Turnbull has already gone through two major surgeries and 12 rounds of chemotherapy. The retired clinical social worker for the St. Paul Public Schools system is hopeful about getting into an experimental clinical trial. But she also knows that the five-year survival rate is low at her advanced stage.

“I’m in year four,” she said.

Also testifying will be Barbara Coombs Lee, who helped draft Oregon’s law in the 1990s. She said it has led to a major improvement in end-of-life care there, while fears about abuse and coercion have not come true. A third of the patients who obtain the drugs die without choosing to use them, she said.

“People who want to access medical aid in dying in their terminal illness aren’t making a decision to die,” said Coombs Lee, president of Compassion & Choices. “Their disease is taking their life. They have no choice about living or dying. Their death is imminent, and above all what they would like is some control over the timing of that death and how much suffering they’re made to bear before that death arrives.”

According to the Oregon Health Authority , 249 people obtained prescriptions under the state’s law in 2018. As of Jan. 22 this year, 168 of them had died after taking the prescribed drugs, including 11 who had received them in previous years. Of those who were prescribed the drugs, 79% were aged 65 or older and 63% had cancer.

The long-term trend has been upward. As of Jan. 22, 2,217 prescriptions had been written since the law took effect, and 1,459 people, or two-thirds of them, died from the drugs.

The practice is often referred to as physician-assisted suicide, a term that Coombs Lee considers offensive. She said her group prefers “medical aid in dying” because the patient takes the drugs themselves and thus remains in control. She said they believe the word suicide implies an irrational choice.

The opposition in Minnesota is led by the Minnesota Alliance for Ethical Healthcare, an umbrella group that includes the Minnesota Catholic Conference, the voice of the state’s Catholic bishops, and Minnesota Citizens Concerned for Life, the state’s largest anti-abortion group. The coalition argues that government should promote better treatment and pain management instead.

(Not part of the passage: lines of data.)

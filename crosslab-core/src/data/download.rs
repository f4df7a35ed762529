//! Download orchestrator: coordinates multi-symbol downloads with progress reporting.

use super::cache::{coverage_end, CoverageResult, ParquetCache};
use super::ingest::ingest;
use super::provider::{DataProvider, DownloadProgress, ProviderError};
use chrono::NaiveDate;

/// Download multiple symbols, running each through ingest and into the cache.
///
/// Symbols already fully covered by the cache are skipped unless `force`.
/// Once the provider stops being available (breaker open) the remaining
/// symbols are failed without a request.
pub fn download_symbols(
    provider: &dyn DataProvider,
    cache: &ParquetCache,
    symbols: &[&str],
    start: NaiveDate,
    end: NaiveDate,
    force: bool,
    progress: &dyn DownloadProgress,
) -> DownloadSummary {
    let total = symbols.len();
    let mut summary = DownloadSummary {
        total,
        ..Default::default()
    };

    let covered_through = coverage_end(end, chrono::Local::now().date_naive());
    for (i, symbol) in symbols.iter().enumerate() {
        progress.on_start(symbol, i, total);

        if !force && cache.covers_range(symbol, start, covered_through) == CoverageResult::FullyCovered {
            tracing::debug!(symbol, "cache already covers range");
            progress.on_complete(symbol, i, total, &Ok(()));
            summary.skipped += 1;
            summary.succeeded += 1;
            continue;
        }

        let result = download_single(provider, cache, symbol, start, end);
        progress.on_complete(symbol, i, total, &result);

        match result {
            Ok(()) => summary.succeeded += 1,
            Err(e) => {
                tracing::warn!(symbol, error = %e, "download failed");
                summary.errors.push((symbol.to_string(), e));
                summary.failed += 1;
            }
        }

        if !provider.is_available() {
            for sym in &symbols[(i + 1)..] {
                summary
                    .errors
                    .push((sym.to_string(), ProviderError::CircuitBreakerTripped));
                summary.failed += 1;
            }
            break;
        }
    }

    progress.on_batch_complete(summary.succeeded, summary.failed, total);
    summary
}

/// fetch → ingest → cache
fn download_single(
    provider: &dyn DataProvider,
    cache: &ParquetCache,
    symbol: &str,
    start: NaiveDate,
    end: NaiveDate,
) -> Result<(), ProviderError> {
    let fetched = provider.fetch(symbol, start, end)?;
    let report = ingest(fetched.bars)?;
    cache.write(symbol, report.series.bars(), fetched.source)?;
    Ok(())
}

/// Summary of a batch download operation.
#[derive(Debug, Default)]
pub struct DownloadSummary {
    pub total: usize,
    pub succeeded: usize,
    /// Counted in `succeeded` too.
    pub skipped: usize,
    pub failed: usize,
    pub errors: Vec<(String, ProviderError)>,
}

impl DownloadSummary {
    pub fn all_succeeded(&self) -> bool {
        self.failed == 0
    }
}

#[cfg(test)]
mod tests {
    use super::*;
    use crate::data::provider::{DataSource, FetchResult};
    use crate::domain::PriceBar;
    use std::sync::atomic::{AtomicUsize, Ordering};

    struct FakeProvider {
        calls: AtomicUsize,
        fail_on: &'static str,
        available_after_failure: bool,
    }

    impl DataProvider for FakeProvider {
        fn name(&self) -> &str {
            "fake"
        }

        fn source(&self) -> DataSource {
            DataSource::CsvImport
        }

        fn fetch(&self, symbol: &str, start: NaiveDate, _end: NaiveDate) -> Result<FetchResult, ProviderError> {
            self.calls.fetch_add(1, Ordering::SeqCst);
            if symbol == self.fail_on {
                return Err(ProviderError::RateLimited {
                    message: "slow down".into(),
                });
            }
            let bars = (0..3)
                .map(|i| PriceBar {
                    date: start + chrono::Duration::days(i),
                    open: 10.0,
                    high: 11.0,
                    low: 9.0,
                    close: 10.5,
                    volume: 100,
                })
                .collect();
            Ok(FetchResult {
                symbol: symbol.to_string(),
                bars,
                source: DataSource::CsvImport,
            })
        }

        fn is_available(&self) -> bool {
            self.available_after_failure || self.calls.load(Ordering::SeqCst) < 2
        }
    }

    struct Silent;

    impl DownloadProgress for Silent {
        fn on_start(&self, _: &str, _: usize, _: usize) {}
        fn on_complete(&self, _: &str, _: usize, _: usize, _: &Result<(), ProviderError>) {}
        fn on_batch_complete(&self, _: usize, _: usize, _: usize) {}
    }

    fn d(day: u32) -> NaiveDate {
        NaiveDate::from_ymd_opt(2024, 1, day).unwrap()
    }

    #[test]
    fn downloads_into_cache_and_skips_covered() {
        let tmp = tempfile::tempdir().unwrap();
        let cache = ParquetCache::new(tmp.path());
        let provider = FakeProvider {
            calls: AtomicUsize::new(0),
            fail_on: "",
            available_after_failure: true,
        };

        let summary = download_symbols(&provider, &cache, &["SPY", "QQQ"], d(2), d(4), false, &Silent);
        assert!(summary.all_succeeded());
        assert_eq!(summary.succeeded, 2);
        assert_eq!(cache.load("QQQ").unwrap().len(), 3);

        let again = download_symbols(&provider, &cache, &["SPY"], d(2), d(4), false, &Silent);
        assert_eq!(again.skipped, 1);
        assert_eq!(provider.calls.load(Ordering::SeqCst), 2);

        download_symbols(&provider, &cache, &["SPY"], d(2), d(4), true, &Silent);
        assert_eq!(provider.calls.load(Ordering::SeqCst), 3);
    }

    #[test]
    fn unavailable_provider_fails_the_rest() {
        let tmp = tempfile::tempdir().unwrap();
        let cache = ParquetCache::new(tmp.path());
        let provider = FakeProvider {
            calls: AtomicUsize::new(0),
            fail_on: "BAD",
            available_after_failure: false,
        };

        let summary = download_symbols(&provider, &cache, &["SPY", "BAD", "QQQ", "IWM"], d(2), d(4), false, &Silent);
        assert_eq!(summary.succeeded, 1);
        assert_eq!(summary.failed, 3);
        assert!(matches!(summary.errors[0].1, ProviderError::RateLimited { .. }));
        assert!(matches!(summary.errors[2].1, ProviderError::CircuitBreakerTripped));
        assert_eq!(provider.calls.load(Ordering::SeqCst), 2);
    }
}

While the bill is getting an informational hearing in a House committee that won’t take a vote, its prospects after that are uncertain. Its chief sponsor, Rep. Mike Freiberg, hopes for a formal hearing in the 2020 session. The Golden Valley Democrat acknowledged that some colleagues in the House Democratic majority may have problems with the proposal. And he concedes the chances are poor in the GOP-controlled Senate. But he said supporters want to get the discussion going.

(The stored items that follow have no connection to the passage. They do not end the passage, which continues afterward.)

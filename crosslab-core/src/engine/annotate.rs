//! Signal annotation: converts the simulator's position trail into buy/sell events.
//!
//! Pure post-processing of simulator output. Crossovers are never recomputed
//! here, so the markers always match the trades that were actually simulated.

use crate::domain::{BuySellEvent, PortfolioSnapshot, PositionState, Side};

/// Emit an event wherever the position differs from the previous bar's.
///
/// Flat→Long is a buy, Long→Flat a sell. The first bar has no predecessor and
/// never produces an event.
pub fn annotate_signals(snapshots: &[PortfolioSnapshot]) -> Vec<BuySellEvent> {
    snapshots
        .windows(2)
        .filter_map(|pair| {
            let (prev, curr) = (&pair[0], &pair[1]);
            let side = match (prev.position, curr.position) {
                (PositionState::Flat, PositionState::Long) => Side::Buy,
                (PositionState::Long, PositionState::Flat) => Side::Sell,
                _ => return None,
            };
            Some(BuySellEvent {
                date: curr.date,
                side,
                close: curr.close,
            })
        })
        .collect()
}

The opponents include one of the Senate’s top Democrats, Minority Whip John Hoffman, of Champlin, who plans to testify against the bill. He said he doesn’t think it will get a Senate hearing at all. He said he fears that vulnerable elderly and disabled people could come under pressure to choose to end their lives once insurers with their eyes on the bottom line and health care bureaucrats become involved.

“I think people with disabilities should be pretty concerned,” Hoffman said.